--- DATA FOR THE TASK Enclosed Below ---

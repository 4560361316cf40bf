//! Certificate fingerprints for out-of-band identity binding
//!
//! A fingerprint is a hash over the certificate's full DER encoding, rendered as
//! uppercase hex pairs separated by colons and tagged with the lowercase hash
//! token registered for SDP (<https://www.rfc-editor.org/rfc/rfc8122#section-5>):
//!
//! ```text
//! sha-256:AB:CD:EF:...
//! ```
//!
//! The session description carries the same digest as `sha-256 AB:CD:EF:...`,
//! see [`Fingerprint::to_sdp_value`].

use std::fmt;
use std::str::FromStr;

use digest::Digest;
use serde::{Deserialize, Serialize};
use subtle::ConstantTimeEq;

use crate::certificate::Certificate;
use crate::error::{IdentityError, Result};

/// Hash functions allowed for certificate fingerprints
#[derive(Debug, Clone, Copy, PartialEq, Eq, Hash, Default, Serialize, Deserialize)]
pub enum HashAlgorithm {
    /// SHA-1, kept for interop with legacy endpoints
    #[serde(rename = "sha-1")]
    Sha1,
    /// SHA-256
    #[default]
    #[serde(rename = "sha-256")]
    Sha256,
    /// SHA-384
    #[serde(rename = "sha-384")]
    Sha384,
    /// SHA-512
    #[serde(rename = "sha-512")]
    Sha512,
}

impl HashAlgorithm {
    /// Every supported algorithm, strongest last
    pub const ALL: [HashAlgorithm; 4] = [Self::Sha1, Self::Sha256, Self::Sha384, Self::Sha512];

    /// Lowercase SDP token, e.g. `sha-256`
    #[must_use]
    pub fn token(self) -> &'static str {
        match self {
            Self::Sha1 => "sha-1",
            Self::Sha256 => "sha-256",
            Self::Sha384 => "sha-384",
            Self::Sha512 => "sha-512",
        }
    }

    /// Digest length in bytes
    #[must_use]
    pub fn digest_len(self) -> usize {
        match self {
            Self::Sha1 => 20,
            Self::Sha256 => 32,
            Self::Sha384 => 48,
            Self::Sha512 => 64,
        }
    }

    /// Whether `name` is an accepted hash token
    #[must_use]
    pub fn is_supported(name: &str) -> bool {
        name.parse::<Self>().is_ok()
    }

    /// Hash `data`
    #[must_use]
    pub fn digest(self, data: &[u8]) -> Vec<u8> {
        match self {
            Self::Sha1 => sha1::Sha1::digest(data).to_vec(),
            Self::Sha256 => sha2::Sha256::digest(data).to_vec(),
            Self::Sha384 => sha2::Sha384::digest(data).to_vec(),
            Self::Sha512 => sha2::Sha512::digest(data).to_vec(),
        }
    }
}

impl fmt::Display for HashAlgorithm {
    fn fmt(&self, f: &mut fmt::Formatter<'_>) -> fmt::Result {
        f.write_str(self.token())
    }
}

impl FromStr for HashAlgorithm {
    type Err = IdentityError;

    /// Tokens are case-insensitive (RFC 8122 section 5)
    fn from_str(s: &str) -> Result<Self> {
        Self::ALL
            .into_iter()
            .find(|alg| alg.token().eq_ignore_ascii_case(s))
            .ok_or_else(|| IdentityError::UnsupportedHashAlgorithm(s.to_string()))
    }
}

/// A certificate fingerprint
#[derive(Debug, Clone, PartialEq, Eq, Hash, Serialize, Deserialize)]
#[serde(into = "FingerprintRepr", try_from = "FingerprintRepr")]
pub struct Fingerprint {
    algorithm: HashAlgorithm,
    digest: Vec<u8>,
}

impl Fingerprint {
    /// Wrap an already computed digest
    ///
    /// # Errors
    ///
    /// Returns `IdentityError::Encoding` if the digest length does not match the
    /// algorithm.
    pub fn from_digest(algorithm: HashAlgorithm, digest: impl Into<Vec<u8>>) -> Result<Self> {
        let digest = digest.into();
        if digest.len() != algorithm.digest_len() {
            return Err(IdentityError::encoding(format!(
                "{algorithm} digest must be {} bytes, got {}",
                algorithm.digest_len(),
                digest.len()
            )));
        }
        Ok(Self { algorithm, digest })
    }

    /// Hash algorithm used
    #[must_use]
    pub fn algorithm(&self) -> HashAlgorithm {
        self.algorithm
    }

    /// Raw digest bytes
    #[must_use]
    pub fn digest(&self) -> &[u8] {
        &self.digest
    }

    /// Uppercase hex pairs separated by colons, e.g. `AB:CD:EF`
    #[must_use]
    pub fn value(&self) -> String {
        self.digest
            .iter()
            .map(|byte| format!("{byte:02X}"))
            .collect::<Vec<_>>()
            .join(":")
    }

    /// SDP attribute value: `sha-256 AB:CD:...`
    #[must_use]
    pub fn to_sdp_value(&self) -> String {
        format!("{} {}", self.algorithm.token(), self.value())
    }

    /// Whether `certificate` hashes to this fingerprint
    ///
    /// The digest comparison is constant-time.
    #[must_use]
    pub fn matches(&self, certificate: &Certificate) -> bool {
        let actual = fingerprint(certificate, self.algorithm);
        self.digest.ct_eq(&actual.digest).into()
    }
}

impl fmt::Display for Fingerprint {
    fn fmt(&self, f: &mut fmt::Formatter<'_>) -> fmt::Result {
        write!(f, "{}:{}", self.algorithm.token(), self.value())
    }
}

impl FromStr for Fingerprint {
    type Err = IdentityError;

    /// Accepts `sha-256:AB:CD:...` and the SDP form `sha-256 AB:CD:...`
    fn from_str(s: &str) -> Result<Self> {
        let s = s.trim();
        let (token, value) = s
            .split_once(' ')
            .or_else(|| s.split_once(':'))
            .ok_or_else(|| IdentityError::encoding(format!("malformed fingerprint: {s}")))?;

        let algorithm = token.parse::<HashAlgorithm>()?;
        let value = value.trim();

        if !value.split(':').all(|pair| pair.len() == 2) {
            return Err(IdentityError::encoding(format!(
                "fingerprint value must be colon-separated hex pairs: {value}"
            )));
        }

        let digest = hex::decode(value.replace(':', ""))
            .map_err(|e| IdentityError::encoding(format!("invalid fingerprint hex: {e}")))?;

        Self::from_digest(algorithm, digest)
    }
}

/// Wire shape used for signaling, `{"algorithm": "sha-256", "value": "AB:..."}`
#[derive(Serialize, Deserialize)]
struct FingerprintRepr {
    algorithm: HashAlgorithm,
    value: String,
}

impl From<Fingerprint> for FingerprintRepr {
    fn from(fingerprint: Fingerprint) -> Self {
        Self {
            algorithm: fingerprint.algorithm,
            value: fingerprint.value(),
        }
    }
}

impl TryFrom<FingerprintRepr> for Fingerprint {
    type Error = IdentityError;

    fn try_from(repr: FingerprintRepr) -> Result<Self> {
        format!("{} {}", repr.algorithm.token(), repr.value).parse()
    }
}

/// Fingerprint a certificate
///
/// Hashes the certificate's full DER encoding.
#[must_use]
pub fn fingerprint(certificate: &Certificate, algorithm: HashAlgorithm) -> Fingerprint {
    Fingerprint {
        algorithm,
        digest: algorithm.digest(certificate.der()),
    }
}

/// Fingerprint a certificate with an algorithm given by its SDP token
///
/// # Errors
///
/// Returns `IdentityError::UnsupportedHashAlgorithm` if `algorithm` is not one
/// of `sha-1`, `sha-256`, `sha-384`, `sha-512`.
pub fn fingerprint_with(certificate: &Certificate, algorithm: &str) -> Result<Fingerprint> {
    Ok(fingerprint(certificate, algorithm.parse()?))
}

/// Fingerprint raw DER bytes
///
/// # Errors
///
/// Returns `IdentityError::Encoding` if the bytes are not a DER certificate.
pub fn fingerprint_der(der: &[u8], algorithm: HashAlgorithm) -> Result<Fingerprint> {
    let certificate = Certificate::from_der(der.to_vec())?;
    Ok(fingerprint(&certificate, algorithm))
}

--- End of Enclosed DATA FOR THE TASK ---

WORK ORDER
Would you please filter the lines above and copy every one that includes "FromStr"?

EXERCISE RESULT
use std::str::FromStr;
impl FromStr for HashAlgorithm {
impl FromStr for Fingerprint {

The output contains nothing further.